### TASK BRIEF
Please return every line below that contains the string "DocumentWithUrl".

(Dataset entries)
BEGIN

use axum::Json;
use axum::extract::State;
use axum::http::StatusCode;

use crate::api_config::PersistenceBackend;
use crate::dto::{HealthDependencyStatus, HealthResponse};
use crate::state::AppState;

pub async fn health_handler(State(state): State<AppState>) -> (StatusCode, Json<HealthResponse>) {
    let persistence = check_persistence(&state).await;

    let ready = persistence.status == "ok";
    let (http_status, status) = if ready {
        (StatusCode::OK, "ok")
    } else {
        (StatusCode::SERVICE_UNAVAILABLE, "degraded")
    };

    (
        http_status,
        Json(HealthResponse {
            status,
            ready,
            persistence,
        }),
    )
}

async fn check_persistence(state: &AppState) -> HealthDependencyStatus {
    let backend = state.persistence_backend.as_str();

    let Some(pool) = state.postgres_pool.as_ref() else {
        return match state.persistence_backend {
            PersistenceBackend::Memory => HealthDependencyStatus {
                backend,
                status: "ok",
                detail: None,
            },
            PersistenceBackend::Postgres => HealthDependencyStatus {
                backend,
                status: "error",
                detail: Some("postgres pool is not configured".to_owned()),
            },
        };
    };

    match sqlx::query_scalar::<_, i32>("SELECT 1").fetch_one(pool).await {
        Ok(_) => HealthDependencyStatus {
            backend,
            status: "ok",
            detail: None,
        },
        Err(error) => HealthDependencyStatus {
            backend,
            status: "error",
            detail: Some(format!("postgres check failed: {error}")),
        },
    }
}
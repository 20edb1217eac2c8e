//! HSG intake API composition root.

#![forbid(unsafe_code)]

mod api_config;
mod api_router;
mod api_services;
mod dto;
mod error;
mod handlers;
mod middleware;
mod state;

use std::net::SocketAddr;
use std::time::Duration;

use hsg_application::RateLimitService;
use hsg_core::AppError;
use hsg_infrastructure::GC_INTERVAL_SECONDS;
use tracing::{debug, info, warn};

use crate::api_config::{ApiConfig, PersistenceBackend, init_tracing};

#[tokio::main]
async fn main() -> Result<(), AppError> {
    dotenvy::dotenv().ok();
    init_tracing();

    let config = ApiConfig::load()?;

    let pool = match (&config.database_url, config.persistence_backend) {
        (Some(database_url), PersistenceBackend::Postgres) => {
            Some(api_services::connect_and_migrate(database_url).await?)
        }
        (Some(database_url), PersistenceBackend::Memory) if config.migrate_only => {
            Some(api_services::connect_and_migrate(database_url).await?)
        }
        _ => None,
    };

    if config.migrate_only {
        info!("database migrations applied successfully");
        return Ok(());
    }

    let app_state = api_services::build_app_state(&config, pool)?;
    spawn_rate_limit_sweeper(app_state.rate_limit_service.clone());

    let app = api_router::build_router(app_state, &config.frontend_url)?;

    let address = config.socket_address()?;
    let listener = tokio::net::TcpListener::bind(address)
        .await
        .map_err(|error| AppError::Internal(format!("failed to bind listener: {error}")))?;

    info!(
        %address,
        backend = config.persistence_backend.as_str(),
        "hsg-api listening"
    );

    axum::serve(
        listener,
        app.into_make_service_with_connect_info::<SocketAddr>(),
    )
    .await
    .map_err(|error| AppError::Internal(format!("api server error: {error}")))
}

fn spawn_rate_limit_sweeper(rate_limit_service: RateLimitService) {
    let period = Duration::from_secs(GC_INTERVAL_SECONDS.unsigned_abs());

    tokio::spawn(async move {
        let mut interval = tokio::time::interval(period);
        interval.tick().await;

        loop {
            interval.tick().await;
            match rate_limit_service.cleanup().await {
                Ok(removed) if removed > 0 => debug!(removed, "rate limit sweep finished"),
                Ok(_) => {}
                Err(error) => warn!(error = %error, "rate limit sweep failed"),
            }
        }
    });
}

END
BEGIN

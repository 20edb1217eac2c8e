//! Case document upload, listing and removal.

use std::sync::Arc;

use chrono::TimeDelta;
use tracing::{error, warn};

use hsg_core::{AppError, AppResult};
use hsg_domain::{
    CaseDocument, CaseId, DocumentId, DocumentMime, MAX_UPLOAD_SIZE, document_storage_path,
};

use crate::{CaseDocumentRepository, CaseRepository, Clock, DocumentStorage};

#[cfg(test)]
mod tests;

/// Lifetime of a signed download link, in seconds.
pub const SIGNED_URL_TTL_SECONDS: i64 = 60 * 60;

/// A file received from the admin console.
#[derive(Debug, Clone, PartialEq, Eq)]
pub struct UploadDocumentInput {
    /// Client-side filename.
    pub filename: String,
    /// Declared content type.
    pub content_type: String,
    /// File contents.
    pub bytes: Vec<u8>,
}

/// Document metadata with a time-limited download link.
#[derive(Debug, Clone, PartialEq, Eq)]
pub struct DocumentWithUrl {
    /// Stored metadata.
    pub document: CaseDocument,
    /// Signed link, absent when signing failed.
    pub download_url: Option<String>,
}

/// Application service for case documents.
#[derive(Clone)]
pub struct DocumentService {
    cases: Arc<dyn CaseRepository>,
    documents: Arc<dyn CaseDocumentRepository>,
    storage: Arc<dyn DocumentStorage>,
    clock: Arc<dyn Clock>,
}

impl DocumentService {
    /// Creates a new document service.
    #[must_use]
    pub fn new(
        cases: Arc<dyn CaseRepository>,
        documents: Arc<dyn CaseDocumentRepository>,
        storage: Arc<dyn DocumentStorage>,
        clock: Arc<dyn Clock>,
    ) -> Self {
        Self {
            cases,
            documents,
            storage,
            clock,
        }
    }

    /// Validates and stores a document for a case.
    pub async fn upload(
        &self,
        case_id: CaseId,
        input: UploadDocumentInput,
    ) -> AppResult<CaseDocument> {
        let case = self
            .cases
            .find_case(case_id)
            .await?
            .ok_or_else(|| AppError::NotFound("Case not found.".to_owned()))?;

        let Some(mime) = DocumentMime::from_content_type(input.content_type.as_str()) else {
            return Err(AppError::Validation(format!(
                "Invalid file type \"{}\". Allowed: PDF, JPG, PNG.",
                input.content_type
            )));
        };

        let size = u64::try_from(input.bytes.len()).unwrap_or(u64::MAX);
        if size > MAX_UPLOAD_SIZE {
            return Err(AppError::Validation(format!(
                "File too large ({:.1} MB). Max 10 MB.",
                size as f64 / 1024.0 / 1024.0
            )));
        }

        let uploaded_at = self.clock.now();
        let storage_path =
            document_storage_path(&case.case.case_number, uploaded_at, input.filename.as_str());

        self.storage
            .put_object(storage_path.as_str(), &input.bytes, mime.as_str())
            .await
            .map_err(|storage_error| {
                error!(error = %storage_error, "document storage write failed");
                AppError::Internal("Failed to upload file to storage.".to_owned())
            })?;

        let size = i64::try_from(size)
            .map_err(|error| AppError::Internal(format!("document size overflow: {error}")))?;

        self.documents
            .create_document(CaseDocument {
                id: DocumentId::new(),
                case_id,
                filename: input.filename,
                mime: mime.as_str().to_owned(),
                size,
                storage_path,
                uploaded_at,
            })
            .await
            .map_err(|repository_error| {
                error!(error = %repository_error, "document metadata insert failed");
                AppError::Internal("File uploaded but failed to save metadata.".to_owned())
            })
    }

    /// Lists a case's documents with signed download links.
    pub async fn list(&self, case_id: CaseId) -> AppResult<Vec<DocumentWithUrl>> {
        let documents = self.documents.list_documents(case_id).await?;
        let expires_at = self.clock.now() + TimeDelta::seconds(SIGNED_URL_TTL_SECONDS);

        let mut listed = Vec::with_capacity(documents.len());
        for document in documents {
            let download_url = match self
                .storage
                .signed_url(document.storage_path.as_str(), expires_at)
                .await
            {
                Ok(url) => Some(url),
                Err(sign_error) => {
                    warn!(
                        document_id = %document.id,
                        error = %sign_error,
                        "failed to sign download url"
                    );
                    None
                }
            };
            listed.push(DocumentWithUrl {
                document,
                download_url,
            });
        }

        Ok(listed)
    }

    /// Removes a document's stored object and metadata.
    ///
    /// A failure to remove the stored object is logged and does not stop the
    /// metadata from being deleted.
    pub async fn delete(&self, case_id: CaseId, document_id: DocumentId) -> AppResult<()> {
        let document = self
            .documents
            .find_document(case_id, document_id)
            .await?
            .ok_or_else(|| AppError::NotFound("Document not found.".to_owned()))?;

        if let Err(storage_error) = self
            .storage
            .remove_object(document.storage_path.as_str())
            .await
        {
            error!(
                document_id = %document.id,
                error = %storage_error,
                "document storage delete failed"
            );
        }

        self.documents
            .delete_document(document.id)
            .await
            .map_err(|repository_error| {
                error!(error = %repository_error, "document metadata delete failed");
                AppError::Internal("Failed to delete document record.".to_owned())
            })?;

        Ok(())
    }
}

END
BEGIN

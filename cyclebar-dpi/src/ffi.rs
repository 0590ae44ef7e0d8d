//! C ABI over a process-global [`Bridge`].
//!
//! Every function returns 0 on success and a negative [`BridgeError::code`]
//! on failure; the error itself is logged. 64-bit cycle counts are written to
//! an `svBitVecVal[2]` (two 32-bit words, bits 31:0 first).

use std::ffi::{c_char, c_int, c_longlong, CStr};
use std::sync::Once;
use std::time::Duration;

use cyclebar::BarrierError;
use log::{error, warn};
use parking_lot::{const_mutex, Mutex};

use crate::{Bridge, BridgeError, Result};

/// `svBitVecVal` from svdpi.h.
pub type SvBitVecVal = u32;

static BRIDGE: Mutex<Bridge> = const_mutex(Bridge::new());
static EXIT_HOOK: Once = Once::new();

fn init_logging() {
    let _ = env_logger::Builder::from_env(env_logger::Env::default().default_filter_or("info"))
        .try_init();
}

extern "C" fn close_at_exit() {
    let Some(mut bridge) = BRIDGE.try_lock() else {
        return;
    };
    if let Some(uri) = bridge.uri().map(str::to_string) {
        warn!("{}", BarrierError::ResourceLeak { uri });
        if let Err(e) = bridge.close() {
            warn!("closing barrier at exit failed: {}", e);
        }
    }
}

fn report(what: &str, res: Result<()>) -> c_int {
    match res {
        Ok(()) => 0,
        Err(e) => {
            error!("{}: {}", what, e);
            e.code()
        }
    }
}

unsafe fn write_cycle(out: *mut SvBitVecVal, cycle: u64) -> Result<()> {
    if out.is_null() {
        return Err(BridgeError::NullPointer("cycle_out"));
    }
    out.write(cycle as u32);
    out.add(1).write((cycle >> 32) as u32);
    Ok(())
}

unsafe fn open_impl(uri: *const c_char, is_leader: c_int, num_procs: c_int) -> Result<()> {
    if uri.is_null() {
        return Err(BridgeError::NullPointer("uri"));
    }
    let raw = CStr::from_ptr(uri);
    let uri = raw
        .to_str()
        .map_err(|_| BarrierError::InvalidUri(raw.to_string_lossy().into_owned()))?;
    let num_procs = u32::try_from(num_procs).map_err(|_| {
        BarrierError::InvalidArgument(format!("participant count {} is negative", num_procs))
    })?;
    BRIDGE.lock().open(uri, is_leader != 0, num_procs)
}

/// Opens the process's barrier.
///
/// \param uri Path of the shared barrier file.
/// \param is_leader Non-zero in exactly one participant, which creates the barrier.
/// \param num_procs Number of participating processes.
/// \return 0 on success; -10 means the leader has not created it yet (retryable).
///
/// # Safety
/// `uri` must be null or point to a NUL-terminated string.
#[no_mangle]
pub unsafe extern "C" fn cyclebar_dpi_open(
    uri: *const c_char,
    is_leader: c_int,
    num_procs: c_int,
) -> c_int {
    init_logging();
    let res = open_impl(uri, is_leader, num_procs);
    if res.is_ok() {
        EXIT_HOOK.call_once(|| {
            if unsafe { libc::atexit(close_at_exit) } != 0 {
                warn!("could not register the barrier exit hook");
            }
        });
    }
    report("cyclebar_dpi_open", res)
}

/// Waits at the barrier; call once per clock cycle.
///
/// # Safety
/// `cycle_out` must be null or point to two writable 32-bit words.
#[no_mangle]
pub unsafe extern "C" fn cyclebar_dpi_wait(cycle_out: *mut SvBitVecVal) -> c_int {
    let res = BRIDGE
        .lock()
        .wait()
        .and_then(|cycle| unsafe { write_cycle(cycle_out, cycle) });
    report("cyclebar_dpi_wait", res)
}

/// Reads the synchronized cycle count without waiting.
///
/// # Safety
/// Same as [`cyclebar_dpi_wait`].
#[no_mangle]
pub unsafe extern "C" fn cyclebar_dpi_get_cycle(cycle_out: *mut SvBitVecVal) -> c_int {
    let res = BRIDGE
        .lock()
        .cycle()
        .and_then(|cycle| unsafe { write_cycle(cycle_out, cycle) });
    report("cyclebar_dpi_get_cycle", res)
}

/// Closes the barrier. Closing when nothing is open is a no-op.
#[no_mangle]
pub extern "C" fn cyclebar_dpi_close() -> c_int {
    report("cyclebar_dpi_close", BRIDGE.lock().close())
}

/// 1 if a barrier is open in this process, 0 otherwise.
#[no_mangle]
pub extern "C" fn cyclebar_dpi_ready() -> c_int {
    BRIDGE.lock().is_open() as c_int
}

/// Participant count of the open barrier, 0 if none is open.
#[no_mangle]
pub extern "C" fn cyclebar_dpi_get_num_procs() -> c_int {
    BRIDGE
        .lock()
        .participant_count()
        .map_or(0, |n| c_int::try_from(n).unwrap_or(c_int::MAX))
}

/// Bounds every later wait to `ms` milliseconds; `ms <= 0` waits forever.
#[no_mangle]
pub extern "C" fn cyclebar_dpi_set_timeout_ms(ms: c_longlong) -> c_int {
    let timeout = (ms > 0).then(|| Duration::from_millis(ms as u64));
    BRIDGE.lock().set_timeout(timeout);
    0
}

END

### FINISHED TASK
pub struct DocumentWithUrl {
    pub async fn list(&self, case_id: CaseId) -> AppResult<Vec<DocumentWithUrl>> {
            listed.push(DocumentWithUrl {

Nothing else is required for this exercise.